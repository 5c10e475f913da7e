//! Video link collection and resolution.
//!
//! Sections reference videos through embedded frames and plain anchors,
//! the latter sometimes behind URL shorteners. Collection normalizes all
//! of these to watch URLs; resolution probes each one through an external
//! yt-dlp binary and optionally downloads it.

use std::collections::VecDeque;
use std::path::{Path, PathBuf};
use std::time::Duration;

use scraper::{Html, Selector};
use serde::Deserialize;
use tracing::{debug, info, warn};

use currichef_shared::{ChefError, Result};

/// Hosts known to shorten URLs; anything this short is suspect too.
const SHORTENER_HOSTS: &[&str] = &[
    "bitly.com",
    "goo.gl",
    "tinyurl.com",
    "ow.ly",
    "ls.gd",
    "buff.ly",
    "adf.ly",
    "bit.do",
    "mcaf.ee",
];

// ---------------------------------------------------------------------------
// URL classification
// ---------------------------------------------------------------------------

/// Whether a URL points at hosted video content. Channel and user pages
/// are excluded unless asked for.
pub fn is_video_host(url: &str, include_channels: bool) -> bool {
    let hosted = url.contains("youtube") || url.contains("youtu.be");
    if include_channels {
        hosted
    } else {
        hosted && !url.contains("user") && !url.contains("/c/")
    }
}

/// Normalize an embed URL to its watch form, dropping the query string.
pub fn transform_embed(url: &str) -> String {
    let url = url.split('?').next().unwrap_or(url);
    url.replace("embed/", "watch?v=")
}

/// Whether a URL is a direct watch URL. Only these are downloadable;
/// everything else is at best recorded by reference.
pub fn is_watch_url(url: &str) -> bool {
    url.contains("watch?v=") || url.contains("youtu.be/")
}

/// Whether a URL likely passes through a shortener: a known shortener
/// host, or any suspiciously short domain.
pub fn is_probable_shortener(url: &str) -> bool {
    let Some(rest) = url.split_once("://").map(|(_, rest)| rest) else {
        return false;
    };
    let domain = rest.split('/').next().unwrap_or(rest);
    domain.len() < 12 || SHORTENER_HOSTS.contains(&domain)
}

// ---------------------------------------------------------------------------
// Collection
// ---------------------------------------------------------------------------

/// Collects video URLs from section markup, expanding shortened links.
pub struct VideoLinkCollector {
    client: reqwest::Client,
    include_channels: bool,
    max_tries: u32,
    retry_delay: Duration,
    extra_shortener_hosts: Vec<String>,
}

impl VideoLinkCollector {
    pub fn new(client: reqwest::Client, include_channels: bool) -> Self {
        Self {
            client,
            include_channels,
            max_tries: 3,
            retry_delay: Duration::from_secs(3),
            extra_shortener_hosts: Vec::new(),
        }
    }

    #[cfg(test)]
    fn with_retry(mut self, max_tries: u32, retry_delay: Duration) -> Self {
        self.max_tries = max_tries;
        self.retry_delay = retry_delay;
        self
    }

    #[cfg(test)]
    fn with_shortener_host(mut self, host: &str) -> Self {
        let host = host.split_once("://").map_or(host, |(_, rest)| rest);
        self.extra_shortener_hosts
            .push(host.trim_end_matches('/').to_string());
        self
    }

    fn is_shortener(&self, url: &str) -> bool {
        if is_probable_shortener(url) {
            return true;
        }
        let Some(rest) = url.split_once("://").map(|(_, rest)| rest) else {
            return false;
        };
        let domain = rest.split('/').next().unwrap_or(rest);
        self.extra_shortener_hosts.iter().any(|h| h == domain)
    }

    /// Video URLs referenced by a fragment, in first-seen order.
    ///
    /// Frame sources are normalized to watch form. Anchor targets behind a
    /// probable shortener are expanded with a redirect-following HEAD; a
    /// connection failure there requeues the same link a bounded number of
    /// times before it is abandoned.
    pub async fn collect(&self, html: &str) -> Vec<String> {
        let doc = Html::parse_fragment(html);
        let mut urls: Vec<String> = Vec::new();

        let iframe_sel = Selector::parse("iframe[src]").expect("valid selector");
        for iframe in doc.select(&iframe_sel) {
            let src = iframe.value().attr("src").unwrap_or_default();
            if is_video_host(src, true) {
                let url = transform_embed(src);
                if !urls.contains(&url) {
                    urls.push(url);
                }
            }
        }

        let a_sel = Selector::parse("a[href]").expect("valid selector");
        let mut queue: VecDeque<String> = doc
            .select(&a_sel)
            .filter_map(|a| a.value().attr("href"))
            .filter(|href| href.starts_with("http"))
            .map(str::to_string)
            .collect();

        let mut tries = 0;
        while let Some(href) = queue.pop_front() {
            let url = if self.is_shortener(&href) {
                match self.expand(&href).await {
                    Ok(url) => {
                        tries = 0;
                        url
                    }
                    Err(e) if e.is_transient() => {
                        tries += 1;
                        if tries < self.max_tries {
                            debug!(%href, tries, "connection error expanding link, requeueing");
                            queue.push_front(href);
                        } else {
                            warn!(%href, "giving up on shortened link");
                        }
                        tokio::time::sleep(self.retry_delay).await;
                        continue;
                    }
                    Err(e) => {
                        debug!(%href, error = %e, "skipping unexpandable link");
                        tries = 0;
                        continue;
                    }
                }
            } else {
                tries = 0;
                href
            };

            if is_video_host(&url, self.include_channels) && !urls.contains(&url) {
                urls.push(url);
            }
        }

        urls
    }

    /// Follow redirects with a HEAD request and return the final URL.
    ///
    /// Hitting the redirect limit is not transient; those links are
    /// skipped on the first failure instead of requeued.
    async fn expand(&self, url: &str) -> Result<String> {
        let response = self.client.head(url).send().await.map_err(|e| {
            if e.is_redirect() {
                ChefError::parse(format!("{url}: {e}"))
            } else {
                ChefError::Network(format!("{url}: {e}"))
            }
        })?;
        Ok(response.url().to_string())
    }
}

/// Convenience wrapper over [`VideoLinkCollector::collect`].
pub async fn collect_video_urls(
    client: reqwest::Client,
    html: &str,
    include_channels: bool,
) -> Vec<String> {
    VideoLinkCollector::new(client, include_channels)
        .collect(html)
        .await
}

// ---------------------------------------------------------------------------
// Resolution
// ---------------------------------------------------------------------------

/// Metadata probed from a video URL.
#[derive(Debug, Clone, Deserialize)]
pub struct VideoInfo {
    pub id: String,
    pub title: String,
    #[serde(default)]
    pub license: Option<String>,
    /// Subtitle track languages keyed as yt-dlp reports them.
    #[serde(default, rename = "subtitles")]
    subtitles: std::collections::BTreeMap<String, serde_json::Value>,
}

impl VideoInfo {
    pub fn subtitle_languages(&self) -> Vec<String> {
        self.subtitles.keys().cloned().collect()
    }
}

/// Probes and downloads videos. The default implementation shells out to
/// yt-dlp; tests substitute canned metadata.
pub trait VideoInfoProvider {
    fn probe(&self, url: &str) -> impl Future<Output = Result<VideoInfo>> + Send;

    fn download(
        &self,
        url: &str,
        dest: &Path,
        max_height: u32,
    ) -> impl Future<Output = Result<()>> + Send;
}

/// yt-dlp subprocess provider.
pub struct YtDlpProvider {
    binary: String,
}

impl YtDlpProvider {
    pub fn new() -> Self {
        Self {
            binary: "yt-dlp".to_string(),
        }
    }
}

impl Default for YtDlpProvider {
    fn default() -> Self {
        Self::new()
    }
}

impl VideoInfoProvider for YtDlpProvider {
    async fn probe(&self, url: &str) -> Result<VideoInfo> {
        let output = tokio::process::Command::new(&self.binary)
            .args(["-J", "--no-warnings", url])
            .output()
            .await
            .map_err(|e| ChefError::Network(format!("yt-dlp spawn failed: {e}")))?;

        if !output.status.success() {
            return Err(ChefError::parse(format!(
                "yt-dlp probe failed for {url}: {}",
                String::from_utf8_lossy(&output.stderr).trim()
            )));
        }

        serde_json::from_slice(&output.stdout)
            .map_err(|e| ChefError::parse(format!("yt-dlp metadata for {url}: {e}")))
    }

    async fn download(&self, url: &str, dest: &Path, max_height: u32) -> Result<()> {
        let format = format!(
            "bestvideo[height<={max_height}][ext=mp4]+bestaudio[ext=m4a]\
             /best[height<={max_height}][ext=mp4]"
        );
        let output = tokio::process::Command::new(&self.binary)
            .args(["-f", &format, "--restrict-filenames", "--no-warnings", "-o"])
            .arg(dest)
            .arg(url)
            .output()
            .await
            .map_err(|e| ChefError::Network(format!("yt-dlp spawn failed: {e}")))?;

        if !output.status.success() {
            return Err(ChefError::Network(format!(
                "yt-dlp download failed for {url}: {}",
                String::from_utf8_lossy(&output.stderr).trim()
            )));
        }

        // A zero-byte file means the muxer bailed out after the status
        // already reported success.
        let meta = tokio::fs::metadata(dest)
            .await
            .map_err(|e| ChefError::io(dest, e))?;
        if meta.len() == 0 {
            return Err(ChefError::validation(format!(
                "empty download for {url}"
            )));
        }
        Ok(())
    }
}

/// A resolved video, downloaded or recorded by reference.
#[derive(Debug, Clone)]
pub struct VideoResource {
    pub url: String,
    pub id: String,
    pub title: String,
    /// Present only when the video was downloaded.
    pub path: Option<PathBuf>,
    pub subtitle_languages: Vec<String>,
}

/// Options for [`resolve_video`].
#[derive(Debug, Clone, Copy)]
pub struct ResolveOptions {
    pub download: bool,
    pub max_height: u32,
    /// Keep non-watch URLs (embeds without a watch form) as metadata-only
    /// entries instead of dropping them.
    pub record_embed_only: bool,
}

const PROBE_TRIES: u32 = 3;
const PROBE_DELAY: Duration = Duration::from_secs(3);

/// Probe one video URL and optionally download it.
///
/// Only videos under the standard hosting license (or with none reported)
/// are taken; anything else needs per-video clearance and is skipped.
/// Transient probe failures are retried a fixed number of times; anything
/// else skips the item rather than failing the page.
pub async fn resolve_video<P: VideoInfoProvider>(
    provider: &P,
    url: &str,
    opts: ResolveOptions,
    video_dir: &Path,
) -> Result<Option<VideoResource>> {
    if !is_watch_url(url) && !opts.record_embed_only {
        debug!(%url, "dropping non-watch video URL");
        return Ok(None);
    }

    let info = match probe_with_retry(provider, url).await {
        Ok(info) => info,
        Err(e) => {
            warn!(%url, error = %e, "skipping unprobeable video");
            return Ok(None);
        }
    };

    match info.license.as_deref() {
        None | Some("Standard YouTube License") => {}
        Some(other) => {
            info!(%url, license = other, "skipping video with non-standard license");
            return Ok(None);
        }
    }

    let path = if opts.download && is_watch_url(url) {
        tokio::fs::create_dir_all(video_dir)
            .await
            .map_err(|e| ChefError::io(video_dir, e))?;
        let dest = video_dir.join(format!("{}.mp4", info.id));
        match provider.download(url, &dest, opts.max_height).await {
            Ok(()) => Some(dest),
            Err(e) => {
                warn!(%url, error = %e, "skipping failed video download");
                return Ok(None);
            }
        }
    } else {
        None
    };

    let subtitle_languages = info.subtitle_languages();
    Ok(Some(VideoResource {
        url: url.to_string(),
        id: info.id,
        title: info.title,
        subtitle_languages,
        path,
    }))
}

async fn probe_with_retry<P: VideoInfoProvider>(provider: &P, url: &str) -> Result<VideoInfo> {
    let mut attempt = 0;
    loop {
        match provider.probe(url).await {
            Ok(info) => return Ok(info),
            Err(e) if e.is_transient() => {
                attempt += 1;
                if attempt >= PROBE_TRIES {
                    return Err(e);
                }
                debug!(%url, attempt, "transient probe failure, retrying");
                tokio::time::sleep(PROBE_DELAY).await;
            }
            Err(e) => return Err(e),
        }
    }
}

> [ABOUT THIS TASK]:
Please copy, exactly and with nothing else, the lines above beginning at the line that has "it is abandoned." and ending with the line that has "while let Some(href)".

> [REPLY TO THE TASK]:
    /// times before it is abandoned.
    pub async fn collect(&self, html: &str) -> Vec<String> {
        let doc = Html::parse_fragment(html);
        let mut urls: Vec<String> = Vec::new();

        let iframe_sel = Selector::parse("iframe[src]").expect("valid selector");
        for iframe in doc.select(&iframe_sel) {
            let src = iframe.value().attr("src").unwrap_or_default();
            if is_video_host(src, true) {
                let url = transform_embed(src);
                if !urls.contains(&url) {
                    urls.push(url);
                }
            }
        }

        let a_sel = Selector::parse("a[href]").expect("valid selector");
        let mut queue: VecDeque<String> = doc
            .select(&a_sel)
            .filter_map(|a| a.value().attr("href"))
            .filter(|href| href.starts_with("http"))
            .map(str::to_string)
            .collect();

        let mut tries = 0;
        while let Some(href) = queue.pop_front() {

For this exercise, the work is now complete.